Given data below:
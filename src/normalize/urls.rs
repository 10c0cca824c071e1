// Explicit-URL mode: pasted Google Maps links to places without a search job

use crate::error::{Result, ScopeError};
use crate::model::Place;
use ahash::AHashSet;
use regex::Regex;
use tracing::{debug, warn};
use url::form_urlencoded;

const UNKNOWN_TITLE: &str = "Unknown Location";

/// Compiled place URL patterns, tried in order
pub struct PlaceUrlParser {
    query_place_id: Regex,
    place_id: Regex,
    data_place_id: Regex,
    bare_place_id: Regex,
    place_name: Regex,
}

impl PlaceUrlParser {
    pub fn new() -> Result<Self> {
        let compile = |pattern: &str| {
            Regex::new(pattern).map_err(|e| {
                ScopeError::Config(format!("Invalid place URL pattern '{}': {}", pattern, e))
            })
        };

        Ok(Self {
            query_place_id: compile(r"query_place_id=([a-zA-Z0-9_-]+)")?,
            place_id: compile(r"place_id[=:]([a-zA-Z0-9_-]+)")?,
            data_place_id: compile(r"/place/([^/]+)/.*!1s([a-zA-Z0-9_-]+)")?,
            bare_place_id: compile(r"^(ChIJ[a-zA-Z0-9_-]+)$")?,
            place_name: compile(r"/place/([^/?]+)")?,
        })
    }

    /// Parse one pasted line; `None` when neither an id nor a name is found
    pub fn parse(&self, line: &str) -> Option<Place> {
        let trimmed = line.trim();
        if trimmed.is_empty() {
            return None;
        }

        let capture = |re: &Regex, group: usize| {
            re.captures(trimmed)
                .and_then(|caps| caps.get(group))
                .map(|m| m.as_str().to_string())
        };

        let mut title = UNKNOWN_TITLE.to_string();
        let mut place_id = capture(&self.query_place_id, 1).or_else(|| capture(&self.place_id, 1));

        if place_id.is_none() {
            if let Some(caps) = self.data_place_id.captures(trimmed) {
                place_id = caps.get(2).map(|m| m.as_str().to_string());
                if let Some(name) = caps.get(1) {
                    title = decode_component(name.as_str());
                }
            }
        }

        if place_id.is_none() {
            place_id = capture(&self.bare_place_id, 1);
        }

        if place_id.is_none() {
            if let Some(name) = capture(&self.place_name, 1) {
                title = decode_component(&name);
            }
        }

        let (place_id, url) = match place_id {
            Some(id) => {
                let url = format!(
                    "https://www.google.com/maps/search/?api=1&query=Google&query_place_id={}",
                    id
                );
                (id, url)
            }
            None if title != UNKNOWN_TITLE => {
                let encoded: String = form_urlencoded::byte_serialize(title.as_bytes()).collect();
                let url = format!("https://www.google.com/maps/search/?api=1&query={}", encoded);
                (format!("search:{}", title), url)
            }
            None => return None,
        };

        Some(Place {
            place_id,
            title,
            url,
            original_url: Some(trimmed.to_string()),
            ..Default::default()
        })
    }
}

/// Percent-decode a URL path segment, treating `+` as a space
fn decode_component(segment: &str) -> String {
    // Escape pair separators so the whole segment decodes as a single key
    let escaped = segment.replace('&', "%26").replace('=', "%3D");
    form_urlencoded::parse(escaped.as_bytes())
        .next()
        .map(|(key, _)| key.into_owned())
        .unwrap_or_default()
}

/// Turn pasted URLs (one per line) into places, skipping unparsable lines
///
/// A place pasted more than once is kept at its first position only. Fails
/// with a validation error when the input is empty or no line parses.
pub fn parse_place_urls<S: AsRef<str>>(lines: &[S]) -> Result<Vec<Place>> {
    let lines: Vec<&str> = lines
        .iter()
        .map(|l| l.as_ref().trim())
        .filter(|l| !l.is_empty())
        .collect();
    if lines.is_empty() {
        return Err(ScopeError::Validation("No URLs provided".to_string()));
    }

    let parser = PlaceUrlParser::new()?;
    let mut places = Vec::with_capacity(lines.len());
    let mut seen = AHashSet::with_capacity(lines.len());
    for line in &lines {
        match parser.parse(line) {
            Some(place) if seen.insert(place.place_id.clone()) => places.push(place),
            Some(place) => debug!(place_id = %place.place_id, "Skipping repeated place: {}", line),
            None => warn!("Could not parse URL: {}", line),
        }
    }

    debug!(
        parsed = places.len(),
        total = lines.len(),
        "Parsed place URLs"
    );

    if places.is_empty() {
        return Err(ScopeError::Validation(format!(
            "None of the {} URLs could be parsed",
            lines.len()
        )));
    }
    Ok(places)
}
End of Given data.
Given data below:
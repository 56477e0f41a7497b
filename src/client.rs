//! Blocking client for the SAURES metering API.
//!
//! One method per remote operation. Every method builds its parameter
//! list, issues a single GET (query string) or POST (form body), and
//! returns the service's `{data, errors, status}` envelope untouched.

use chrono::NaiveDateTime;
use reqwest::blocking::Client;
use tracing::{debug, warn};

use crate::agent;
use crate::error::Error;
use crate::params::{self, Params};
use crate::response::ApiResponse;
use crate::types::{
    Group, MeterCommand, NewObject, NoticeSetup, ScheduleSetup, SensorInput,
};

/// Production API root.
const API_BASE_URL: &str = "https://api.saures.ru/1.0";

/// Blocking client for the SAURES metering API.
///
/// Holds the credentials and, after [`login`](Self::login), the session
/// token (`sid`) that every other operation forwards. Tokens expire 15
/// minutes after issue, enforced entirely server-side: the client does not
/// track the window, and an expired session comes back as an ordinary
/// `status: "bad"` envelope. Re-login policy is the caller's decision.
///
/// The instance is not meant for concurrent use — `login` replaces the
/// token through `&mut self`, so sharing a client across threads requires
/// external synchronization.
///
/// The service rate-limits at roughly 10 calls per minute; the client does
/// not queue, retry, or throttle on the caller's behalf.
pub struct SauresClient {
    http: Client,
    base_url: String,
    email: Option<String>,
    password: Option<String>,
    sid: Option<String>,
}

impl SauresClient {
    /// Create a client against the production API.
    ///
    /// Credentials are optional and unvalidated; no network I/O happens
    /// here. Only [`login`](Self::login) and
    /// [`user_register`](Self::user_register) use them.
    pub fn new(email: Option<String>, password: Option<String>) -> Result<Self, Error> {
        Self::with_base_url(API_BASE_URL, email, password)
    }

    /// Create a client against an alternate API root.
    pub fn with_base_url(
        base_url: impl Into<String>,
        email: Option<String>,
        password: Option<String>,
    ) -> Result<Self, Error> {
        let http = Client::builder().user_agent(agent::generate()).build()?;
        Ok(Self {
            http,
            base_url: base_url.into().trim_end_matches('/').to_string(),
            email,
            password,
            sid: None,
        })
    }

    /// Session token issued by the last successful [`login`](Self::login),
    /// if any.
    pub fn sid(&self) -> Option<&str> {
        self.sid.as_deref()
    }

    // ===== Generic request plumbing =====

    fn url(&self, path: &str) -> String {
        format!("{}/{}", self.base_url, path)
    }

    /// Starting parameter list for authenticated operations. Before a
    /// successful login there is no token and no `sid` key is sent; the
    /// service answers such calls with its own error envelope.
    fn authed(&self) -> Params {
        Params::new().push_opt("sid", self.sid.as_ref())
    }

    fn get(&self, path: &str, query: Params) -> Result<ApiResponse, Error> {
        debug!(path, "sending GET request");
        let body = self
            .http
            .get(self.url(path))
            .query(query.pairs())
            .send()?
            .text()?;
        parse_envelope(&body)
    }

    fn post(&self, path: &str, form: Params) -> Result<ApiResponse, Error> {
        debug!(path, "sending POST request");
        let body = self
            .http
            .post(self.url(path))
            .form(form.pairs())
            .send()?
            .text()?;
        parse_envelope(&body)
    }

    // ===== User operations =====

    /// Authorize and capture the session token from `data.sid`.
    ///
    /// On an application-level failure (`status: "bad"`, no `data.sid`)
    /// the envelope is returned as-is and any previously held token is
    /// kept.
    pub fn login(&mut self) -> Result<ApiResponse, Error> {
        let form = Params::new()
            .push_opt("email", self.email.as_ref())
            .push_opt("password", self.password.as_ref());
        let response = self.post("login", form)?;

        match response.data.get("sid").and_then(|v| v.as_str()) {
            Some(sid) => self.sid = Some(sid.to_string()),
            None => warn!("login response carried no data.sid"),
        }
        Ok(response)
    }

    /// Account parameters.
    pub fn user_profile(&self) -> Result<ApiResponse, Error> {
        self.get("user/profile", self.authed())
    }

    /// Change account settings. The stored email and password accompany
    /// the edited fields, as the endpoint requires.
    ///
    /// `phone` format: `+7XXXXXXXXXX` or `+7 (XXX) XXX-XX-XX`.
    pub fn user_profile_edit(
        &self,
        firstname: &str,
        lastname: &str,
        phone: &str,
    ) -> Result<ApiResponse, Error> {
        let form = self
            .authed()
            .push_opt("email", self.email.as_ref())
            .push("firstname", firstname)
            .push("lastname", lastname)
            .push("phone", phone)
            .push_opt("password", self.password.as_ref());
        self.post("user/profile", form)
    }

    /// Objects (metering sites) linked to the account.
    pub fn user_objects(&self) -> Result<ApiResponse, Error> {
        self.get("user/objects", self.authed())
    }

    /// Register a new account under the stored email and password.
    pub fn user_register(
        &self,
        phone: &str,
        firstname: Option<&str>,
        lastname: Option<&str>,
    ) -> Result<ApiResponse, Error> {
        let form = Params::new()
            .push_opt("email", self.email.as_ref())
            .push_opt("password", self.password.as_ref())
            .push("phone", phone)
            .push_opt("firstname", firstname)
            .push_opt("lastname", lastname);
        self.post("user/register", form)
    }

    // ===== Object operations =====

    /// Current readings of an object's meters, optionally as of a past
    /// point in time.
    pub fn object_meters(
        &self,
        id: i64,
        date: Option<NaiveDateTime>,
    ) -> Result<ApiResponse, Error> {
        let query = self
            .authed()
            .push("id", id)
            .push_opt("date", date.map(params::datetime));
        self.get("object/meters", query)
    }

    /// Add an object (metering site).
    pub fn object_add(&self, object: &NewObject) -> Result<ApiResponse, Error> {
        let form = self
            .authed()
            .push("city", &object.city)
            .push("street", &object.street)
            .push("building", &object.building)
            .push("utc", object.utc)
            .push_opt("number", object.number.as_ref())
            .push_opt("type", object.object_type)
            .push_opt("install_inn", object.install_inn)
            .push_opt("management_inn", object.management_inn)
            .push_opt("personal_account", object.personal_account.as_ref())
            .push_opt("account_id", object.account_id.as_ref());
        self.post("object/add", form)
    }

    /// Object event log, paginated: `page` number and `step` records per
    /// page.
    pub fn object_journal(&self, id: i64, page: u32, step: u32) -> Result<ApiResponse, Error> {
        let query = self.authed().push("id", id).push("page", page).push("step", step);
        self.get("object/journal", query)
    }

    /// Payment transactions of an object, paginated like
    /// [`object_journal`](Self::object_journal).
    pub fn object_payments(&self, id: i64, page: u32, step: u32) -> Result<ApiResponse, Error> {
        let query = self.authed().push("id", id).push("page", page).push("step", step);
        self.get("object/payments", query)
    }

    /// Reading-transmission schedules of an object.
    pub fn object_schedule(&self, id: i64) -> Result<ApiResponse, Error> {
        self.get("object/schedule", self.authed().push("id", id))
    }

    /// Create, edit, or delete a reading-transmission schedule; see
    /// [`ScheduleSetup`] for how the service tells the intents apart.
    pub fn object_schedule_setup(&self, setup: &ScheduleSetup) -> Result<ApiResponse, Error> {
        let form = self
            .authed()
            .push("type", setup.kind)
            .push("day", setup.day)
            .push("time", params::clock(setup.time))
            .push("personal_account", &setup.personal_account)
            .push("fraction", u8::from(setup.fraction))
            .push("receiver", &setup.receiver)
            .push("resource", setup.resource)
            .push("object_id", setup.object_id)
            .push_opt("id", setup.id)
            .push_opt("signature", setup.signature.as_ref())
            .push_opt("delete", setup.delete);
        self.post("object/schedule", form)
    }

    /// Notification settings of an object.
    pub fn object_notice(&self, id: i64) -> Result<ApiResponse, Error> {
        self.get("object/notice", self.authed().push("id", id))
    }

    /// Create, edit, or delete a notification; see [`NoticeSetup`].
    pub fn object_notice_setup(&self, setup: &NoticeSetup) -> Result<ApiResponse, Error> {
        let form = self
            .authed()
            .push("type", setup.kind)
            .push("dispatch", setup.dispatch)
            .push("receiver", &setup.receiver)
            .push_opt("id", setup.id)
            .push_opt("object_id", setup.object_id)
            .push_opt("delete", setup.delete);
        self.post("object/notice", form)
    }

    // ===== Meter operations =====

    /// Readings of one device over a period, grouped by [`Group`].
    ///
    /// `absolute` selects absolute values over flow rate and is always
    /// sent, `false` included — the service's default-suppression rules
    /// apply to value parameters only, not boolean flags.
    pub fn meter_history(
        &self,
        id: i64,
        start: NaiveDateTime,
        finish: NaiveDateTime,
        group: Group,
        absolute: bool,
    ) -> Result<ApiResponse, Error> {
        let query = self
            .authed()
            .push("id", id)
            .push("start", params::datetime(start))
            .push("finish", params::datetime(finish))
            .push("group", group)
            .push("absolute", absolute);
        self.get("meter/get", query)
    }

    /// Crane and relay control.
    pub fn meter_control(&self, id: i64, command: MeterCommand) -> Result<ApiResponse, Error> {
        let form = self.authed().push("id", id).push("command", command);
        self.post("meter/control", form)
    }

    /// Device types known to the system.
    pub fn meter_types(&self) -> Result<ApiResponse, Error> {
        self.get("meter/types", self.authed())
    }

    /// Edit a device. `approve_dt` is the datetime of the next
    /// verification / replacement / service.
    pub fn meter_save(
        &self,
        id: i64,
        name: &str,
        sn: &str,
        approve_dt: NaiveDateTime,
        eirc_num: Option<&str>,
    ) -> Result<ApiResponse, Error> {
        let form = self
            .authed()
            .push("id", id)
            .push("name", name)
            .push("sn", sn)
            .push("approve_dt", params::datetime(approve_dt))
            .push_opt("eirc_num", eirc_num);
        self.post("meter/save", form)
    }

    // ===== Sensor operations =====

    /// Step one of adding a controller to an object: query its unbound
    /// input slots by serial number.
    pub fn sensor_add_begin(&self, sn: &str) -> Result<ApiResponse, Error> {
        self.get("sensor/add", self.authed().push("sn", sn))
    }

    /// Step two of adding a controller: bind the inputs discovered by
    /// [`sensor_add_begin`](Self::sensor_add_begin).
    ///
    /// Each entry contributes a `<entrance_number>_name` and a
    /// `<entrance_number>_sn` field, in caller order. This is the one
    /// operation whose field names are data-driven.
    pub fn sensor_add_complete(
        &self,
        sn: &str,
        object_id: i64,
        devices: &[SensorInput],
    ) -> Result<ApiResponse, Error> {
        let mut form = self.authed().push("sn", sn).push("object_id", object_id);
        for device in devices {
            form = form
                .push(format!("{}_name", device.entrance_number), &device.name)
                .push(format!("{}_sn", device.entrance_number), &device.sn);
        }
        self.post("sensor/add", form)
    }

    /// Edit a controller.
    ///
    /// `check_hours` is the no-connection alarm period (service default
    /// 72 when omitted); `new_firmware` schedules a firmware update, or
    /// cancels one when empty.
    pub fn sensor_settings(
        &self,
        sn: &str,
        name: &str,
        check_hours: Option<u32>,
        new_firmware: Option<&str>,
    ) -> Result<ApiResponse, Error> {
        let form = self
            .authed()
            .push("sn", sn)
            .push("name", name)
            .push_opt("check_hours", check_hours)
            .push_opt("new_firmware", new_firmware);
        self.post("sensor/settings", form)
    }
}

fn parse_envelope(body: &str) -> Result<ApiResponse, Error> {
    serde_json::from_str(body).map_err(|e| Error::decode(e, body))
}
End of Given data.
Given data below:
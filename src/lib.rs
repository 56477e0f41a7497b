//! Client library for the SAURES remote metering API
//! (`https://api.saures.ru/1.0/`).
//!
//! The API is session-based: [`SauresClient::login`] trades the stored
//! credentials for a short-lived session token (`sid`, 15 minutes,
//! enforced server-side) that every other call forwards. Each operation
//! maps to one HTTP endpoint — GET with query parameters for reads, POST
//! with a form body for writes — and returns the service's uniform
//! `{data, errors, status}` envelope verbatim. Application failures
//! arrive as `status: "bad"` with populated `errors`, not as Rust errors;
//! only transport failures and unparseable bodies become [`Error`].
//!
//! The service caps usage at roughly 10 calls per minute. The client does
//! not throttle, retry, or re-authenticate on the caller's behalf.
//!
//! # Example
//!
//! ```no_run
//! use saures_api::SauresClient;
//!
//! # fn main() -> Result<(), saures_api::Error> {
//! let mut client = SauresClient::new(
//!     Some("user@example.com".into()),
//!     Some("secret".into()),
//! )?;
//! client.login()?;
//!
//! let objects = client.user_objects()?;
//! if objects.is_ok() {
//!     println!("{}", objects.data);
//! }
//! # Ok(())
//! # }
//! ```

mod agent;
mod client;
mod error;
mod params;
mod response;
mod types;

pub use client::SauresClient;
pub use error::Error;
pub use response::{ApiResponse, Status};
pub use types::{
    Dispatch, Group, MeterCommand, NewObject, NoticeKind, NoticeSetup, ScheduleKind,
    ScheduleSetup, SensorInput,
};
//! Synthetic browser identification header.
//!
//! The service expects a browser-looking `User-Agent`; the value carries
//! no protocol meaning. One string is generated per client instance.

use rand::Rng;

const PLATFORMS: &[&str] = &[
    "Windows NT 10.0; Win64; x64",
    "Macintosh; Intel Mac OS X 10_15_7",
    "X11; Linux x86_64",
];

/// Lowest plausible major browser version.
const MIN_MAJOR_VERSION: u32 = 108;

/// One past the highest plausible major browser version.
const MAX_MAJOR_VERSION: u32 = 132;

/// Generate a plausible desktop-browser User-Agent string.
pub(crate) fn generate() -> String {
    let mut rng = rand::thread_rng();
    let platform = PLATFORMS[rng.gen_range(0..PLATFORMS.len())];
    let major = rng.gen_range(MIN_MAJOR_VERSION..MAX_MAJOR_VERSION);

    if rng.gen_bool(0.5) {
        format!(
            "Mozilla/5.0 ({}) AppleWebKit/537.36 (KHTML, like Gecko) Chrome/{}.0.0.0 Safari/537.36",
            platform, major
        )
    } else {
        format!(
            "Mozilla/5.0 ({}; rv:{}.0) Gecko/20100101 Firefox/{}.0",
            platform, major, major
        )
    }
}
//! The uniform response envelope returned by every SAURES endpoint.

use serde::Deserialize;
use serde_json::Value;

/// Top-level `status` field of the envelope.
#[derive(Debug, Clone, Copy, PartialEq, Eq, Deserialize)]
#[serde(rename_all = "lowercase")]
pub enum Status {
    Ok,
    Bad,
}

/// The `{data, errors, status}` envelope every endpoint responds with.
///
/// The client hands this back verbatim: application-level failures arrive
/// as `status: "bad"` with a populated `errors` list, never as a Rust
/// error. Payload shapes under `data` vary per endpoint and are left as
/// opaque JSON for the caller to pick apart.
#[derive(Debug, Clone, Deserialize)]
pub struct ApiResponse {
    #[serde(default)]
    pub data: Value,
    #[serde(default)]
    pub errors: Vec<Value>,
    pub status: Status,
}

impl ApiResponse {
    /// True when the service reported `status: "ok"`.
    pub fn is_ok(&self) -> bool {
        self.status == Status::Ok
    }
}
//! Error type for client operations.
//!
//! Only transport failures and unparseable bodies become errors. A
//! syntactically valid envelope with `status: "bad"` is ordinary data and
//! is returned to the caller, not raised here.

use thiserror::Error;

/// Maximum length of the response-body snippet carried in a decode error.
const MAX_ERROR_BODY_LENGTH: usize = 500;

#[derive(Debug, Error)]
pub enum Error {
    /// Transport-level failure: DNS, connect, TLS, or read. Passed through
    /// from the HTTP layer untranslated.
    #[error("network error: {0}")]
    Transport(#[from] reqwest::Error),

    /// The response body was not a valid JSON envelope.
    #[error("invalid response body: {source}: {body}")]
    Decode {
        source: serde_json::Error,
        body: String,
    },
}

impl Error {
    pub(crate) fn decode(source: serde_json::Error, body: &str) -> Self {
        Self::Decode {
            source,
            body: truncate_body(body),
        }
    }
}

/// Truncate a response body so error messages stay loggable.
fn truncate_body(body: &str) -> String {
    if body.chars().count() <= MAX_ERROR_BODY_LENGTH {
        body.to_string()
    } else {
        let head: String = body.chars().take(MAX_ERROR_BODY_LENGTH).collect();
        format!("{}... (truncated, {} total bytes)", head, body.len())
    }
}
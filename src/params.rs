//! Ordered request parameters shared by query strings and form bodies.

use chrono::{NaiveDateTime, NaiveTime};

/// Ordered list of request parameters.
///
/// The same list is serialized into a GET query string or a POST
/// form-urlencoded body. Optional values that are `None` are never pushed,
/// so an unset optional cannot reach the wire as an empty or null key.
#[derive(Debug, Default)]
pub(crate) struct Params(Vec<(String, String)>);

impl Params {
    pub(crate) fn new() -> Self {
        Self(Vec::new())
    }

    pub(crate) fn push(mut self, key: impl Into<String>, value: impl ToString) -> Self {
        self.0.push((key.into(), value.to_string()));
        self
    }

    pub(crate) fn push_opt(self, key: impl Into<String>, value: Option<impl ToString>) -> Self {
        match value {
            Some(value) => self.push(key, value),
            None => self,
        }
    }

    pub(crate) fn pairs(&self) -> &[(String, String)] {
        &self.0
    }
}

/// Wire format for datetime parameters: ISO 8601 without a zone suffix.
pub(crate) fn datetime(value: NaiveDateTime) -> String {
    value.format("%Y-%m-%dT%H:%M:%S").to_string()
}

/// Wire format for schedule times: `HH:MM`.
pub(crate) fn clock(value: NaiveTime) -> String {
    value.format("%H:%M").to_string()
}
End of Given data.
Exercise: Check each line of the entries for "instance" and copy those that have it.

Answer:
/// The instance is not meant for concurrent use — `login` replaces the
//! no protocol meaning. One string is generated per client instance.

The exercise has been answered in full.